Relapse triggers can affect any individual in recovery that encounters people, situations, or settings they associate with past drug abuse. Often times, they experience strong urges to use drugs or alcohol and slip back into addictive use. Such cue-induced relapse, can occur long after the individual has stopped using drugs or alcohol. Certain triggers set off our desire for food, substances, and behaviors. All advertising is designed to trigger our impulses. Situations, people, and times of day can all be triggers. They can be overwhelming or subtle.

When drug abusers stop using, they make important progress toward recovering from their addiction. But the danger of relapse (beginning to use alcohol or drugs again), threatens the chances of full recovery. Identifying what triggers relapse, can prevent it.

Below are known relapse triggers:

  • Exhaustion: Allowing yourself to become overly tired. Not following through on self-care behaviors of adequate rest, good nutrition, and regular exercise. Good physical health is a component of emotional health. How you feel will be reflected in your thinking and judgment.
  • Dishonesty: It begins with a pattern of small and unnecessary lies with those you interact with in family, social, and work settings. This is soon followed by lying to yourself or rationalizing and making excuses to avoid working your program.
  • Impatience: Things are not happening fast enough for you. Others are not doing what you want them to do, or what you think they should do.
  • Depression: Overwhelming and unaccountable despair may occur in cycle. If it does, talk about it and deal with it. You are responsible for taking care of yourself.
  • Frustration: With people and because things may not be going your way. Remind yourself intermittently, that things are not always going to be the way that you want them.
  • Self-Pity: Feeling like a victim, refusing to acknowledge that you have choices, and that you are responsible for your own life and the quality of it.
  • Cockiness: "Got it Made," compulsive behavior is no longer a problem. Start putting self in situations where there are temptations to prove to others that you don't have a problem.
  • Complacency: Not working your program with the commitment that you started with.
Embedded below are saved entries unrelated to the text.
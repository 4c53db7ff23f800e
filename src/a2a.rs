//! The all-to-all driver: per-peer WQE posting and send/remote completion
//! polling.
//!
//! Grounded in `ldo_dev_alltoall` / `ldo_dev_poll_until_a2a_comp` in
//! `original_source/src/dpa/ldo_state_trigger.c`, with per-peer WQE
//! formatting from `ldo_dev_format_a2a_wqes` in
//! `original_source/src/dpa/ldo_a2a_wqes.c`.

use std::sync::atomic::{AtomicU64, Ordering};

use crate::cq::{zero_cqe_sentinel_word, CqEngine, Cqe64};
use crate::device::Device;
use crate::quota::PollQuota;
use crate::wqe::{format_rdma_atomic_comp, format_rdma_write_no_comp, SwqeBb};

/// One remote peer's network QP and the completion target our Fetch-and-Add
/// lands in on that peer.
pub struct NetPeer {
    /// This peer's rank in the collective.
    pub rank: u32,
    /// Destination QP number, or `None` if this slot is our own rank (the
    /// all-to-all driver skips self).
    pub qpn: Option<u32>,
    /// This peer's dedicated send-queue ring.
    pub sq_ring: Vec<SwqeBb>,
    /// `sq_ring.len() - 1`; `sq_ring.len()` must be a power of two.
    pub sq_mask: u32,
    /// Remote key of the peer's `remote_cmp_flag` region.
    pub remote_cmp_mkey: u32,
    /// Base remote address of the peer's `remote_cmp_flag` region (indexed
    /// by collective slot).
    pub remote_cmp_raddr: u64,
}

/// Per-worker network state: one ring per peer, plus the shared completion
/// queue all peer QPs report into.
pub struct NetWorkerDb {
    /// One entry per rank in the collective, including self.
    pub peers: Vec<NetPeer>,
    /// Shared completion queue for every peer QP.
    pub cq_ring: Vec<Cqe64>,
    /// `cq_ring.len() - 1`.
    pub cq_mask: u32,
}

/// Format and post the write + Fetch-and-Add pair for one peer, at producer
/// index `sq_pi` (write) and `sq_pi + 1` (atomic). Mirrors
/// `ldo_dev_format_a2a_wqes`.
#[allow(clippy::too_many_arguments)]
fn format_a2a_wqes_for_peer(
    peer: &mut NetPeer,
    myrank: u32,
    op_index: u32,
    sq_pi: u32,
    recvbuf_rkey: u32,
    recvbuf: u64,
    sendbuf_lkey: u32,
    sendbuf: u64,
    msg_size: u32,
    dump_fill_mkey: u32,
) {
    let qpn = peer.qpn.expect("format_a2a_wqes_for_peer called on self");

    // write to remote rank at myrank's slot of its recvbuf
    let data_raddr = recvbuf + (myrank as u64) * (msg_size as u64);
    // send using remote rank's slot of our own sendbuf
    let data_laddr = sendbuf + (peer.rank as u64) * (msg_size as u64);

    let bb = crate::wqe::ring_slot(&mut peer.sq_ring, sq_pi, peer.sq_mask);
    format_rdma_write_no_comp(bb, sq_pi, qpn, recvbuf_rkey, data_raddr, sendbuf_lkey, data_laddr, msg_size);

    let atomic_raddr = peer.remote_cmp_raddr + (op_index as u64) * 8;
    let bb = crate::wqe::ring_slot(&mut peer.sq_ring, sq_pi + 1, peer.sq_mask);
    format_rdma_atomic_comp(bb, sq_pi + 1, qpn, peer.remote_cmp_mkey, atomic_raddr, dump_fill_mkey);
}

/// Post one write + Fetch-and-Add pair to every peer but self, zero the
/// sentinel word of the CQE we expect to land last, and ring every
/// contacted peer's doorbell. Returns the number of peers contacted.
///
/// `g_op_sq_pi` is the collective-epoch producer index, shared across every
/// peer's SQ and advanced by exactly 2 per collective (not per peer).
#[allow(clippy::too_many_arguments)]
pub fn alltoall<D: Device>(
    device: &mut D,
    net: &mut NetWorkerDb,
    net_cq_idx: u32,
    g_op_sq_pi: &mut u32,
    myrank: u32,
    recvbuf_rkey: u32,
    recvbuf: u64,
    sendbuf_lkey: u32,
    sendbuf: u64,
    msg_size: u32,
    op_index: u32,
    dump_fill_mkey: u32,
) -> u32 {
    let sq_pi = *g_op_sq_pi;
    let mut contacted = 0u32;

    for peer in net.peers.iter_mut() {
        if peer.qpn.is_none() {
            continue;
        }
        format_a2a_wqes_for_peer(
            peer,
            myrank,
            op_index,
            sq_pi,
            recvbuf_rkey,
            recvbuf,
            sendbuf_lkey,
            sendbuf,
            msg_size,
            dump_fill_mkey,
        );
        contacted += 1;
    }

    *g_op_sq_pi = sq_pi.wrapping_add(2);

    let last_idx = (net_cq_idx.wrapping_add(contacted).wrapping_sub(1)) & net.cq_mask;
    zero_cqe_sentinel_word(&mut net.cq_ring[last_idx as usize]);

    device.memory_writeback();

    for peer in net.peers.iter() {
        if let Some(qpn) = peer.qpn {
            device.ring_sq_db(qpn, *g_op_sq_pi);
        }
    }

    contacted
}

/// Busy-poll until every contacted peer's send WQE has completed locally
/// and the remote completion flag for this collective slot has reached its
/// expected value, or the poll quota is exhausted.
///
/// Returns `true` if the collective is locally complete; `false` means the
/// caller must hang up (re-arm and yield).
pub fn poll_until_a2a_comp(
    cq: &mut CqEngine,
    cq_ring: &[Cqe64],
    remote_cmp_flag: &AtomicU64,
    expected_remote_atomic_count: u64,
    remote_ranks: u32,
    quota: &PollQuota,
) -> bool {
    let mut total_found = 0u32;

    while quota.has_time_remaining() {
        if cq.advance(cq_ring, None, false).is_some() {
            total_found += 1;
        }

        let remote_done = remote_cmp_flag.load(Ordering::SeqCst) == expected_remote_atomic_count;

        if total_found == remote_ranks && remote_done {
            return true;
        }
    }

    false
}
Having a little fear is a good thing. More relapses occur when things are going well than when not.
  • Expecting Too Much From Others: "I've changed, why hasn't everyone else changed too?" You can only control yourself. It would be great if other people changed their self-destructive behaviors, but that is their problem. You have your own problems to monitor and deal with. You cannot expect others to change their lifestyle just because you have.
  • The Use of Mood-Altering Chemicals: You may feel the need or desire to get away from things by drinking, popping a few pills, etc., and your physician may participate in the thinking that you will be responsible and not abuse the medication. This is the most subtle way to enter relapse. Take responsibility for your life and the choices that you make.

The 10 most common relapse triggers:

  1. Being in the presence of drugs or alcohol, drug or alcohol users, or places where you used or bought chemicals.
  2. Feelings we perceive as negative. Particularly anger, sadness, loneliness, guilt, fear, and anxiety.
  3. Positive feelings that make you want to celebrate.
  4. Boredom.
  5. Getting high on any drug.
  6. Physical pain.
  7. Listening to war stories and just dwelling on getting high.
  8. Suddenly having a lot of cash.
  9. Using prescription drugs that can get you high even if you use them properly.
  10. Believing that you no longer have to worry (complacent). That is, that you are no longer stimulated to crave drugs/alcohol by any of the above situations, or by anything else. Therefore believeing it’s safe for you to use occasionally.